Exercise goal:
All lines in the records below that hold "span" are to be shown.
== Exercise data
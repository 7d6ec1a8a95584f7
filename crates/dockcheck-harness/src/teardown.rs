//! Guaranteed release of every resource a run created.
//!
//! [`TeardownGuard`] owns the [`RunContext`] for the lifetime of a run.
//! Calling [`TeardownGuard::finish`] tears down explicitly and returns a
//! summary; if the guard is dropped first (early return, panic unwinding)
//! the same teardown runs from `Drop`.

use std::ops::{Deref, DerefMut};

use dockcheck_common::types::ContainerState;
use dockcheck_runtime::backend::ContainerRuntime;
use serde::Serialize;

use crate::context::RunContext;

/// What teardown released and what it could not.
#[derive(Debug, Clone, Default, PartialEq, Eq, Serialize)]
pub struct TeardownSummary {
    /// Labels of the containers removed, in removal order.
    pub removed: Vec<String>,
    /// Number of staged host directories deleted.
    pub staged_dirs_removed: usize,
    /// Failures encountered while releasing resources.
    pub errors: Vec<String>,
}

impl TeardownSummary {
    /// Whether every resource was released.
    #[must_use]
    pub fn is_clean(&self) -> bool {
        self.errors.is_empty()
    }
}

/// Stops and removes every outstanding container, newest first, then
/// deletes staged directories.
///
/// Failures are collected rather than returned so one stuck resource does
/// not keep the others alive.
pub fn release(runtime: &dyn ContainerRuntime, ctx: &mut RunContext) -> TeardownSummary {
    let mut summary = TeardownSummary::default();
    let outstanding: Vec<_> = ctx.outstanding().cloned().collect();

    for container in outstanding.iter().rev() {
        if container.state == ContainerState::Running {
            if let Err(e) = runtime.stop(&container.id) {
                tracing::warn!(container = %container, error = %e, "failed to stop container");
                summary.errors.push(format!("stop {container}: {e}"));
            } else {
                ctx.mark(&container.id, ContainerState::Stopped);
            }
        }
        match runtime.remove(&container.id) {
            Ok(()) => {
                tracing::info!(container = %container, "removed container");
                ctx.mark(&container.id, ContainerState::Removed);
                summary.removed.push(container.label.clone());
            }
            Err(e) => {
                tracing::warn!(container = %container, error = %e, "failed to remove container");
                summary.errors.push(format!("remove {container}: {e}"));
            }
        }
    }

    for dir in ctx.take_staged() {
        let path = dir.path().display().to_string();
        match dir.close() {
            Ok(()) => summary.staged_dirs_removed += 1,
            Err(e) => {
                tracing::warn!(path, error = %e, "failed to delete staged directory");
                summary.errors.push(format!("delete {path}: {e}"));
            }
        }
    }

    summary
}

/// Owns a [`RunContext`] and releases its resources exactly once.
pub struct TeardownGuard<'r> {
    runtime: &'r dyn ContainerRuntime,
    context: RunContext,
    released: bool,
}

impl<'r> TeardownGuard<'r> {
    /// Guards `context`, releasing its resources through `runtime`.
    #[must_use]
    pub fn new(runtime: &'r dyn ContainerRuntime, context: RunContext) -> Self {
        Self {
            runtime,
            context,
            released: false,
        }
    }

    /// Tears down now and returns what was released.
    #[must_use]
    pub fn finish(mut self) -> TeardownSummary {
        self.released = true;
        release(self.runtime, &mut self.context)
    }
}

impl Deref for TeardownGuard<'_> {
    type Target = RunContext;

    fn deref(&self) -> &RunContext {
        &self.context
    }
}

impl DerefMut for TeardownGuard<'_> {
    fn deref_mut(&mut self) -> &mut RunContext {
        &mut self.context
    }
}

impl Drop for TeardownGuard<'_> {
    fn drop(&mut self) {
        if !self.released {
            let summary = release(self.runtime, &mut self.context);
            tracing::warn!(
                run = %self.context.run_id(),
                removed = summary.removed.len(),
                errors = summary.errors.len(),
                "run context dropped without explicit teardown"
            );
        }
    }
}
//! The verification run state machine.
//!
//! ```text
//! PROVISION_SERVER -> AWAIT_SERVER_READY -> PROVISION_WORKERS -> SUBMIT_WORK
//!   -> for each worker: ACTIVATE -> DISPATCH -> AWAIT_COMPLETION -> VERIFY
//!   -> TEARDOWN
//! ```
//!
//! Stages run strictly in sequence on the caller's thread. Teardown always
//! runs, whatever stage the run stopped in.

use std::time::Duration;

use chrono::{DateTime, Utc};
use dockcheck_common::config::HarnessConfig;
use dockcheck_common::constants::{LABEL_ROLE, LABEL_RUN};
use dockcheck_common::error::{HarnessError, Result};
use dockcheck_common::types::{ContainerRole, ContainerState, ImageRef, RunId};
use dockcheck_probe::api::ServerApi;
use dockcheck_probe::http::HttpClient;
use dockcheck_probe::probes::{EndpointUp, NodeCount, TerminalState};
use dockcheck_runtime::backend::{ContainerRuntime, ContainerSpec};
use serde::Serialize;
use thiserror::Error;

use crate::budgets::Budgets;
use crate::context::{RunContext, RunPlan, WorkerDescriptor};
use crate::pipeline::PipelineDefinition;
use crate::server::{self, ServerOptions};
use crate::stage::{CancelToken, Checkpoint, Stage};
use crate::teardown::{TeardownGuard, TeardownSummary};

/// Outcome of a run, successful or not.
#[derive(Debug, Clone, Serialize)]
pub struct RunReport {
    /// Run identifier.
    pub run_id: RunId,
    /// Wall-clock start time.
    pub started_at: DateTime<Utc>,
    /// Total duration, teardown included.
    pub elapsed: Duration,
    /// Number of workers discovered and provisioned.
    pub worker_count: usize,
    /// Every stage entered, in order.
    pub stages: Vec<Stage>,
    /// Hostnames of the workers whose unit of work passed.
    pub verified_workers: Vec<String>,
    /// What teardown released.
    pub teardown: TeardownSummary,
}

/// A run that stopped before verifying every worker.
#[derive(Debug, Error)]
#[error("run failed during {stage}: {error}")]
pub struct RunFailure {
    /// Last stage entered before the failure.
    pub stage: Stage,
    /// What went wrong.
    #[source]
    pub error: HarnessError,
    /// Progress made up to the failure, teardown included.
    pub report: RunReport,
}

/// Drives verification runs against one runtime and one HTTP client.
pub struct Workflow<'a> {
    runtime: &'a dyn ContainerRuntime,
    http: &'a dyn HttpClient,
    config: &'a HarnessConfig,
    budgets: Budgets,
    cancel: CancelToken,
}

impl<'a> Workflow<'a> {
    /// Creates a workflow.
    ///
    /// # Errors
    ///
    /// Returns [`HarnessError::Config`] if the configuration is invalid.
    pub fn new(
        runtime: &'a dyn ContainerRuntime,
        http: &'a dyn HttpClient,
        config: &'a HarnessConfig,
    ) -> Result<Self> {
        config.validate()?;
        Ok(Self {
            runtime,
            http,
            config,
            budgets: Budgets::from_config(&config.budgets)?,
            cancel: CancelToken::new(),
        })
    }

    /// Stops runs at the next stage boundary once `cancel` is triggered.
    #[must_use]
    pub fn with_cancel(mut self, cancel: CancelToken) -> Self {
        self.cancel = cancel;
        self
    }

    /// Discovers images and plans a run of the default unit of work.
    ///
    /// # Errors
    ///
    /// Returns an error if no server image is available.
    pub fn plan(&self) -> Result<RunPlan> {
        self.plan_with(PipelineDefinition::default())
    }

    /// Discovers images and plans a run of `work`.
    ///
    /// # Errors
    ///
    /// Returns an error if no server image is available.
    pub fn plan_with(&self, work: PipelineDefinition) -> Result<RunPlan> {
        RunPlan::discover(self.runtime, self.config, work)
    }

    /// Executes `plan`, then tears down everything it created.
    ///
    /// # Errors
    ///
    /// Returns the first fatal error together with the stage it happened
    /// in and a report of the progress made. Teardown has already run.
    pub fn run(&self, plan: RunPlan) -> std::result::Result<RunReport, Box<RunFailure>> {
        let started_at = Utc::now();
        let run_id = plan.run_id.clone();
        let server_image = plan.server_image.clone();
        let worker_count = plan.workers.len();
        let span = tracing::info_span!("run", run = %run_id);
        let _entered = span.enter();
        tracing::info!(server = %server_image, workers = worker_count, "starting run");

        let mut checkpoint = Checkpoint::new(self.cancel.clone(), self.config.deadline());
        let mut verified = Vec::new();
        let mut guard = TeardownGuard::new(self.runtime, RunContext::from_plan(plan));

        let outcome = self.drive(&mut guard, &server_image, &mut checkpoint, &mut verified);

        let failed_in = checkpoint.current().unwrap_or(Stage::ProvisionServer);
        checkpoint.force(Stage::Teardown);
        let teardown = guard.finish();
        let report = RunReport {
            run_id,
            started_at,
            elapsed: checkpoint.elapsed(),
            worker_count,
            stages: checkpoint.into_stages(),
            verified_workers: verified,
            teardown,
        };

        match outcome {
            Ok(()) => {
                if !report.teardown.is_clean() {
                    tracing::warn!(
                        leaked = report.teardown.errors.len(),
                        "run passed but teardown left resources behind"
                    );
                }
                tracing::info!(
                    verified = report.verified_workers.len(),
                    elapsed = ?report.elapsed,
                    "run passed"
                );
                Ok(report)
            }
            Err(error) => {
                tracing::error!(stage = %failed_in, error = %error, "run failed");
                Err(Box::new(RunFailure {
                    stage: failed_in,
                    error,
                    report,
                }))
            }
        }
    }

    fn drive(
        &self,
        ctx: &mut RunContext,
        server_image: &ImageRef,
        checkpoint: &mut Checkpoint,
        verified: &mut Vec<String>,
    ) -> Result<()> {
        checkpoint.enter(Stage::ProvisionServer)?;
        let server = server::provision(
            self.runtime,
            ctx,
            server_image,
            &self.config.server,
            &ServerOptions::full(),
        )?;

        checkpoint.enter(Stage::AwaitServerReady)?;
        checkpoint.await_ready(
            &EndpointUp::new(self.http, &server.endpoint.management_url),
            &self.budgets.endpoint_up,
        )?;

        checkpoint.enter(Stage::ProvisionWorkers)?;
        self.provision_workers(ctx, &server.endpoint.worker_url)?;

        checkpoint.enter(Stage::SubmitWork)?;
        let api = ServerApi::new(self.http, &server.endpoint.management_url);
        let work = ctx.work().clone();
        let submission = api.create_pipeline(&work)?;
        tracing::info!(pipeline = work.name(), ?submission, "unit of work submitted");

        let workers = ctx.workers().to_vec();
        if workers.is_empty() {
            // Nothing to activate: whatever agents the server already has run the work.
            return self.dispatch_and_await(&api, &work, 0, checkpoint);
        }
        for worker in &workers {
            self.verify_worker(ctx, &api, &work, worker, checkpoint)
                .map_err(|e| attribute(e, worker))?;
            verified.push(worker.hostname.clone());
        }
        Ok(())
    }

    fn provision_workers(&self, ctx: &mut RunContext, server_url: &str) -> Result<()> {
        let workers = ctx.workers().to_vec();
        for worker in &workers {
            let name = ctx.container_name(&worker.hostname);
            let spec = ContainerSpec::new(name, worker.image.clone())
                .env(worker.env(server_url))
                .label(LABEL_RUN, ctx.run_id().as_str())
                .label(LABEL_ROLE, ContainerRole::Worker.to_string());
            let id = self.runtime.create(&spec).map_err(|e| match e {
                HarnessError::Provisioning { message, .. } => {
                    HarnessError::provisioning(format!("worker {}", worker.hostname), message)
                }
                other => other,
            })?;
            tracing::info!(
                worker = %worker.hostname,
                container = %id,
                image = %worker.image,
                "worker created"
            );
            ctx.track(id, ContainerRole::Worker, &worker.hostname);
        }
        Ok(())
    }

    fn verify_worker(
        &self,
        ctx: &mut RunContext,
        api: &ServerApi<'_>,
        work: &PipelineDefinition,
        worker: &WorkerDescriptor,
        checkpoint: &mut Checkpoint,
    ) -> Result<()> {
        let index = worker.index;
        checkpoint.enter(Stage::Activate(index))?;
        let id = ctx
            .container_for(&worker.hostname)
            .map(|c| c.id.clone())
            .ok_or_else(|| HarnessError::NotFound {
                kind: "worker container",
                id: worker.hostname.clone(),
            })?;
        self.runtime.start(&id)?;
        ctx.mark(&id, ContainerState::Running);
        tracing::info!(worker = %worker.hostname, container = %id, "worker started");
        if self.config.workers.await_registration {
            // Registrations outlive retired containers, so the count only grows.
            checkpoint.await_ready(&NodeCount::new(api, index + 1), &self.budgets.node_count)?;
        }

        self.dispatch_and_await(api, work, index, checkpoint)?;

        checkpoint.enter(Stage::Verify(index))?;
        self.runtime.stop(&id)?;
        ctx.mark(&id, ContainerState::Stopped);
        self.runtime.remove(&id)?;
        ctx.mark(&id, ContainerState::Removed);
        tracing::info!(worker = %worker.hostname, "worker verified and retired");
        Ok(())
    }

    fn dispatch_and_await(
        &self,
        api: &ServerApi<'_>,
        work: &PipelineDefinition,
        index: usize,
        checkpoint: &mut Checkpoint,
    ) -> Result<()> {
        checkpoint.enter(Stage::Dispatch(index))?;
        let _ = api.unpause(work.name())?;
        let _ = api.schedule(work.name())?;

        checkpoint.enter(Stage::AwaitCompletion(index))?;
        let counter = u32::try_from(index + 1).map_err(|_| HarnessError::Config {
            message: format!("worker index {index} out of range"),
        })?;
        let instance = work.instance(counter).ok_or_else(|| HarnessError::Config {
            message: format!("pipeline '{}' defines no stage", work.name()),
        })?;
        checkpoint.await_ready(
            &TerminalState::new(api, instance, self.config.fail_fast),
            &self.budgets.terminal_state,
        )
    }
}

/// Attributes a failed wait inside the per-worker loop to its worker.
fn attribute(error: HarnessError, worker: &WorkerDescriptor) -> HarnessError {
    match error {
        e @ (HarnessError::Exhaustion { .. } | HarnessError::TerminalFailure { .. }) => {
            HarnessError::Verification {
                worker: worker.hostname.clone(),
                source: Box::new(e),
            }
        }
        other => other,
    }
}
====
== Exercise data
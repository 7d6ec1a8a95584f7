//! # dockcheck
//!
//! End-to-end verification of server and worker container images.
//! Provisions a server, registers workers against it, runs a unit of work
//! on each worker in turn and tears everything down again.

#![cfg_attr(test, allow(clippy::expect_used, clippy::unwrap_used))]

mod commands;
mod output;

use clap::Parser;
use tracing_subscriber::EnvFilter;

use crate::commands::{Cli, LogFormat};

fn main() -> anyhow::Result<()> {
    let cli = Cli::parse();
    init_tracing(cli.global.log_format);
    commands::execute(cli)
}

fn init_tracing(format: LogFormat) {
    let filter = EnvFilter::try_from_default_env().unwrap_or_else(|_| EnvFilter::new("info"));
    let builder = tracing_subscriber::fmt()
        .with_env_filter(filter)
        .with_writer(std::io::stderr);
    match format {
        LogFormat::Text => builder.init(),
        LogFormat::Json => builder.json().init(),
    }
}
====
== Exercise data
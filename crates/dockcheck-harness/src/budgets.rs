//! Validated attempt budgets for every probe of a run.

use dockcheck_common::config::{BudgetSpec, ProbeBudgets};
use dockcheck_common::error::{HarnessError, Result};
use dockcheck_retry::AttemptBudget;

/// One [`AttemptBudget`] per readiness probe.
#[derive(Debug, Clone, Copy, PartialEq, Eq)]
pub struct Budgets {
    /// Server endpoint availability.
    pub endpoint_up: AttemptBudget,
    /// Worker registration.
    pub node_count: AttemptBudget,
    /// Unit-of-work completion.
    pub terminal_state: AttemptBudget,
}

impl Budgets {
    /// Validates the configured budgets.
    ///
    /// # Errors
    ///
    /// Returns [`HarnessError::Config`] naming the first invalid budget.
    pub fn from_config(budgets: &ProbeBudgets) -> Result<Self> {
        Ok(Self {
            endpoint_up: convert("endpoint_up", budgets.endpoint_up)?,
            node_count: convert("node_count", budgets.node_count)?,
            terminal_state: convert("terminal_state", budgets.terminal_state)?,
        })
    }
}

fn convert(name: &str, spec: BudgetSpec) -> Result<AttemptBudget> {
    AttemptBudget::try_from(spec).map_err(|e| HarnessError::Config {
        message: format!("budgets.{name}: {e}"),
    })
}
====
Result of this task:
        let span = tracing::info_span!("run", run = %run_id);
        let _entered = span.enter();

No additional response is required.